Single by Bow Wow featuring Baby

from the album Unleashed
- A-side: "Follow Me"
- Released: June 24, 2003
- Recorded: 2002–03
- Genre: Hip-hop; pop rap;
- Length: 4:21
- Label: Columbia
- Songwriters: Shad Moss, Phalon Alexander, Rahman Griffin, Clifford Harris
- Producer: Jazze Pha

Bow Wow singles chronology
| "Basketball" (2002) | "Let's Get Down" (2003) | "My Baby" (2003) |

Baby singles chronology
| "Baby You Can Do It" (2003) | "Let's Get Down" (2003) | "Get Your Shine On" (2004) |

Music video
- "Let's Get Down" on YouTube

= Let's Get Down (Bow Wow song) =

"Let's Get Down" is a song by American rapper Bow Wow, released on June 24, 2003 as the first single off his third album Unleashed (2003). The song was written by Bow Wow, Jazze Pha, Rahman Griffin and a then-unknown T.I. It was produced by Jazze Pha and features rapper Birdman under his former alias Baby.
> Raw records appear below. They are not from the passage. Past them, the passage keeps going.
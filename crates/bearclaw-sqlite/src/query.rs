//! SQL templates for the Bear schema.
//!
//! Every read goes through [`NoteQuery`]: one variant per repository
//! operation, each mapped to a fixed SQL template plus its bound
//! parameters. Templates all select the same column list in the same
//! order; the row mapper in `repository` indexes by that order.

use bearclaw_core::{normalize_tag, SearchOptions, SortField};
use rusqlite::types::ToSql;

/// SQLite treats a negative LIMIT as "no limit".
const UNLIMITED: i64 = -1;

const BY_TITLE_OR_ID: &str = "
    SELECT ZUNIQUEIDENTIFIER, ZTITLE, ZTEXT, ZCREATIONDATE, ZMODIFICATIONDATE, ZPINNED, ZTRASHED
    FROM ZSFNOTE
    WHERE (ZTITLE = ?1 OR ZUNIQUEIDENTIFIER = ?1) AND ZTRASHED = 0
    LIMIT 1
";

const ALL_RECENT_FIRST: &str = "
    SELECT ZUNIQUEIDENTIFIER, ZTITLE, ZTEXT, ZCREATIONDATE, ZMODIFICATIONDATE, ZPINNED, ZTRASHED
    FROM ZSFNOTE
    WHERE ZTRASHED = 0
    ORDER BY ZMODIFICATIONDATE DESC
    LIMIT ?
";

const UNPINNED_RECENT_FIRST: &str = "
    SELECT ZUNIQUEIDENTIFIER, ZTITLE, ZTEXT, ZCREATIONDATE, ZMODIFICATIONDATE, ZPINNED, ZTRASHED
    FROM ZSFNOTE
    WHERE ZTRASHED = 0 AND ZPINNED = 0
    ORDER BY ZMODIFICATIONDATE DESC
    LIMIT ?
";

const MATCH_TERM: &str = "
    SELECT ZUNIQUEIDENTIFIER, ZTITLE, ZTEXT, ZCREATIONDATE, ZMODIFICATIONDATE, ZPINNED, ZTRASHED
    FROM ZSFNOTE
    WHERE ZTRASHED = 0 AND (ZTITLE LIKE ?1 OR ZTEXT LIKE ?1)
    ORDER BY ZMODIFICATIONDATE DESC
    LIMIT ?2
";

const MATCH_TAG: &str = "
    SELECT ZUNIQUEIDENTIFIER, ZTITLE, ZTEXT, ZCREATIONDATE, ZMODIFICATIONDATE, ZPINNED, ZTRASHED
    FROM ZSFNOTE
    WHERE ZTRASHED = 0 AND ZTEXT LIKE ?
    ORDER BY ZMODIFICATIONDATE DESC
    LIMIT ?
";

const MATCH_TERM_AND_TAG: &str = "
    SELECT ZUNIQUEIDENTIFIER, ZTITLE, ZTEXT, ZCREATIONDATE, ZMODIFICATIONDATE, ZPINNED, ZTRASHED
    FROM ZSFNOTE
    WHERE ZTRASHED = 0 AND (ZTITLE LIKE ?1 OR ZTEXT LIKE ?1) AND ZTEXT LIKE ?2
    ORDER BY ZMODIFICATIONDATE DESC
    LIMIT ?3
";

const PINNED_BY_CREATED: &str = "
    SELECT ZUNIQUEIDENTIFIER, ZTITLE, ZTEXT, ZCREATIONDATE, ZMODIFICATIONDATE, ZPINNED, ZTRASHED
    FROM ZSFNOTE
    WHERE ZTRASHED = 0 AND ZPINNED = 1
    ORDER BY ZCREATIONDATE DESC
";

const PINNED_BY_MODIFIED: &str = "
    SELECT ZUNIQUEIDENTIFIER, ZTITLE, ZTEXT, ZCREATIONDATE, ZMODIFICATIONDATE, ZPINNED, ZTRASHED
    FROM ZSFNOTE
    WHERE ZTRASHED = 0 AND ZPINNED = 1
    ORDER BY ZMODIFICATIONDATE DESC
";

const CREATED_BETWEEN: &str = "
    SELECT ZUNIQUEIDENTIFIER, ZTITLE, ZTEXT, ZCREATIONDATE, ZMODIFICATIONDATE, ZPINNED, ZTRASHED
    FROM ZSFNOTE
    WHERE ZTRASHED = 0 AND ZCREATIONDATE >= ? AND ZCREATIONDATE <= ?
    ORDER BY ZCREATIONDATE DESC
    LIMIT ?
";

const MODIFIED_BETWEEN: &str = "
    SELECT ZUNIQUEIDENTIFIER, ZTITLE, ZTEXT, ZCREATIONDATE, ZMODIFICATIONDATE, ZPINNED, ZTRASHED
    FROM ZSFNOTE
    WHERE ZTRASHED = 0 AND ZMODIFICATIONDATE >= ? AND ZMODIFICATIONDATE <= ?
    ORDER BY ZMODIFICATIONDATE DESC
    LIMIT ?
";

/// One read operation against `ZSFNOTE`.
///
/// Trashed notes are excluded by every variant. Date bounds are Core Data
/// seconds, compared inclusively on both ends.
#[derive(Debug, Clone)]
pub enum NoteQuery {
    /// Exact match on title or note identifier.
    ByTitleOrId { query: String },
    /// Free-text and tag search, both filters optional.
    Search(SearchOptions),
    /// Notes whose body mentions `#tag`.
    ByTag { tag: String },
    /// Most recently modified notes.
    Recent { limit: u32, include_pinned: bool },
    /// Pinned notes, newest first by the given field.
    Pinned { sort: SortField },
    /// Notes whose timestamp falls inside `[start, end]`.
    DateRange {
        start: f64,
        end: f64,
        field: SortField,
        limit: u32,
    },
}

impl NoteQuery {
    /// The SQL template this query executes.
    pub fn sql(&self) -> &'static str {
        match self {
            Self::ByTitleOrId { .. } => BY_TITLE_OR_ID,
            Self::Search(options) => match (&options.term, &options.tag) {
                (Some(_), Some(_)) => MATCH_TERM_AND_TAG,
                (Some(_), None) => MATCH_TERM,
                (None, Some(_)) => MATCH_TAG,
                (None, None) => ALL_RECENT_FIRST,
            },
            Self::ByTag { .. } => MATCH_TAG,
            Self::Recent {
                include_pinned: true,
                ..
            } => ALL_RECENT_FIRST,
            Self::Recent {
                include_pinned: false,
                ..
            } => UNPINNED_RECENT_FIRST,
            Self::Pinned {
                sort: SortField::Created,
            } => PINNED_BY_CREATED,
            Self::Pinned {
                sort: SortField::Modified,
            } => PINNED_BY_MODIFIED,
            Self::DateRange {
                field: SortField::Created,
                ..
            } => CREATED_BETWEEN,
            Self::DateRange {
                field: SortField::Modified,
                ..
            } => MODIFIED_BETWEEN,
        }
    }

    /// Bound parameters, in template placeholder order.
    pub fn params(&self) -> Vec<Box<dyn ToSql>> {
        match self {
            Self::ByTitleOrId { query } => vec![Box::new(query.clone())],
            Self::Search(options) => {
                let mut params: Vec<Box<dyn ToSql>> = Vec::new();
                if let Some(term) = &options.term {
                    params.push(Box::new(format!("%{term}%")));
                }
                if let Some(tag) = &options.tag {
                    params.push(Box::new(tag_pattern(tag)));
                }
                params.push(Box::new(limit_or_unlimited(options.limit)));
                params
            }
            Self::ByTag { tag } => vec![Box::new(tag_pattern(tag)), Box::new(UNLIMITED)],
            Self::Recent { limit, .. } => vec![Box::new(i64::from(*limit))],
            Self::Pinned { .. } => Vec::new(),
            Self::DateRange {
                start, end, limit, ..
            } => vec![
                Box::new(*start),
                Box::new(*end),
                Box::new(i64::from(*limit)),
            ],
        }
    }
}

fn limit_or_unlimited(limit: Option<u32>) -> i64 {
    limit.map_or(UNLIMITED, i64::from)
}

/// `LIKE` pattern matching `#tag` anywhere in the body. Substring
/// semantics: filtering by `work` also matches `#workshop`.
fn tag_pattern(tag: &str) -> String {
    format!("%#{}%", normalize_tag(tag))
}
//! Shared test fixtures: a miniature Bear schema with seedable notes.
//!
//! Only the `ZSFNOTE` columns the repository reads are modeled. Fixture
//! databases live in a `TempDir` because the pool opens files read-only
//! and refuses paths that do not exist. Downstream crates get this module
//! through the `test-fixtures` feature.

use bearclaw_core::to_native_seconds;
use chrono::{DateTime, Utc};
use rusqlite::params;
use tempfile::TempDir;

use crate::config::BearDbConfig;

pub use rusqlite::Connection;

pub const SCHEMA: &str = "
    CREATE TABLE ZSFNOTE (
        Z_PK INTEGER PRIMARY KEY,
        ZUNIQUEIDENTIFIER TEXT NOT NULL,
        ZTITLE TEXT,
        ZTEXT TEXT,
        ZCREATIONDATE REAL,
        ZMODIFICATIONDATE REAL,
        ZPINNED INTEGER NOT NULL DEFAULT 0,
        ZTRASHED INTEGER NOT NULL DEFAULT 0
    )
";

/// Creates an on-disk database with the Bear schema, returning a config
/// pointing at it plus a read-write connection for seeding.
pub fn seeded_db(dir: &TempDir) -> (BearDbConfig, Connection) {
    let path = dir.path().join("database.sqlite");
    let conn = Connection::open(&path).expect("open fixture database");
    conn.execute(SCHEMA, []).expect("create ZSFNOTE");
    (BearDbConfig::new(path), conn)
}

/// One seedable note row. Builder-style setters keep call sites short;
/// the title defaults to the identifier so lookups by either work.
pub struct SeedNote {
    id: String,
    title: Option<String>,
    text: Option<String>,
    created: f64,
    modified: f64,
    pinned: bool,
    trashed: bool,
}

impl SeedNote {
    pub fn new(id: &str, text: &str) -> Self {
        Self {
            id: id.to_string(),
            title: Some(id.to_string()),
            text: Some(text.to_string()),
            created: 700_000_000.0,
            modified: 700_000_000.0,
            pinned: false,
            trashed: false,
        }
    }

    pub fn title(mut self, title: &str) -> Self {
        self.title = Some(title.to_string());
        self
    }

    pub fn untitled(mut self) -> Self {
        self.title = None;
        self
    }

    pub fn no_text(mut self) -> Self {
        self.text = None;
        self
    }

    pub fn created_at(mut self, at: DateTime<Utc>) -> Self {
        self.created = to_native_seconds(at);
        self
    }

    pub fn modified_at(mut self, at: DateTime<Utc>) -> Self {
        self.modified = to_native_seconds(at);
        self
    }

    pub fn pinned(mut self) -> Self {
        self.pinned = true;
        self
    }

    pub fn trashed(mut self) -> Self {
        self.trashed = true;
        self
    }

    pub fn insert(self, conn: &Connection) {
        conn.execute(
            "INSERT INTO ZSFNOTE
                 (ZUNIQUEIDENTIFIER, ZTITLE, ZTEXT, ZCREATIONDATE, ZMODIFICATIONDATE, ZPINNED, ZTRASHED)
             VALUES (?1, ?2, ?3, ?4, ?5, ?6, ?7)",
            params![
                self.id,
                self.title,
                self.text,
                self.created,
                self.modified,
                self.pinned,
                self.trashed,
            ],
        )
        .expect("insert seed note");
    }
}
//! rmcp service exposing Bear note tools.
//!
//! Read tools query the SQLite store through [`BearDb`]; write tools go
//! through Bear's x-callback-url scheme. Tool failures are reported as
//! tool results carrying `isError`, never as protocol-level errors, since
//! some MCP clients tear down the whole session on a protocol error.

use rmcp::{ErrorData as McpError, model::*, tool, tool_router, handler::server::{wrapper::Parameters, ServerHandler, tool::ToolRouter}};
use chrono::{DateTime, NaiveDate, NaiveTime, Utc};
use schemars::JsonSchema;
use serde::Deserialize;

use bearclaw_core::{normalize_tag, SearchOptions, SortField};
use bearclaw_sqlite::BearDb;

use crate::format;
use crate::xcallback::{encode_tags, XCallbackClient};

fn tool_text(text: impl Into<String>) -> Result<CallToolResult, McpError> {
    Ok(CallToolResult::success(vec![Content::text(text.into())]))
}

fn tool_error(text: impl Into<String>) -> Result<CallToolResult, McpError> {
    Ok(CallToolResult::error(vec![Content::text(text.into())]))
}

/// Parses a `YYYY-MM-DD` day as midnight UTC.
fn parse_day(value: &str) -> Option<DateTime<Utc>> {
    NaiveDate::parse_from_str(value.trim(), "%Y-%m-%d")
        .ok()
        .map(|date| date.and_time(NaiveTime::MIN).and_utc())
}

/// Which timestamp column list and date tools work over.
#[derive(Debug, Clone, Copy, Default, Deserialize, JsonSchema)]
#[serde(rename_all = "lowercase")]
pub enum SortBy {
    Created,
    #[default]
    Modified,
}

impl From<SortBy> for SortField {
    fn from(sort: SortBy) -> Self {
        match sort {
            SortBy::Created => SortField::Created,
            SortBy::Modified => SortField::Modified,
        }
    }
}

/// Where added text lands relative to the existing note body.
#[derive(Debug, Clone, Copy, Default, Deserialize, JsonSchema)]
#[serde(rename_all = "lowercase")]
pub enum AddMode {
    #[default]
    Append,
    Prepend,
    Replace,
}

impl AddMode {
    fn as_str(self) -> &'static str {
        match self {
            AddMode::Append => "append",
            AddMode::Prepend => "prepend",
            AddMode::Replace => "replace",
        }
    }
}

fn default_search_limit() -> u32 {
    20
}

fn default_recent_limit() -> u32 {
    10
}

fn default_date_limit() -> u32 {
    20
}

fn default_true() -> bool {
    true
}

#[derive(Debug, Deserialize, JsonSchema)]
pub struct OpenNoteParams {
    /// Note title or unique identifier
    query: String,
}

#[derive(Debug, Deserialize, JsonSchema)]
pub struct SearchNotesParams {
    /// Text to match against note titles and bodies
    term: Option<String>,
    /// Tag to filter by, with or without the leading #
    tag: Option<String>,
    /// Maximum number of results
    #[serde(default = "default_search_limit")]
    limit: u32,
}

#[derive(Debug, Deserialize, JsonSchema)]
pub struct GetTagsParams {}

#[derive(Debug, Deserialize, JsonSchema)]
pub struct OpenTagParams {
    /// Tag name, with or without the leading #
    tag: String,
}

#[derive(Debug, Deserialize, JsonSchema)]
pub struct RecentNotesParams {
    /// Maximum number of notes, capped at 50
    #[serde(default = "default_recent_limit")]
    limit: u32,
    /// Whether pinned notes appear in the list
    #[serde(default = "default_true")]
    include_pinned: bool,
}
It was the first song to be released by Bow Wow without the "Lil'" moniker in his name after making his film debut in 2002's Like Mike and releasing his cover of "Basketball" for the film's soundtrack. Bow Wow said that following the name change, he wanted to do the same with his music by contributing more into the songwriting process of the album and release a single that matched his new image.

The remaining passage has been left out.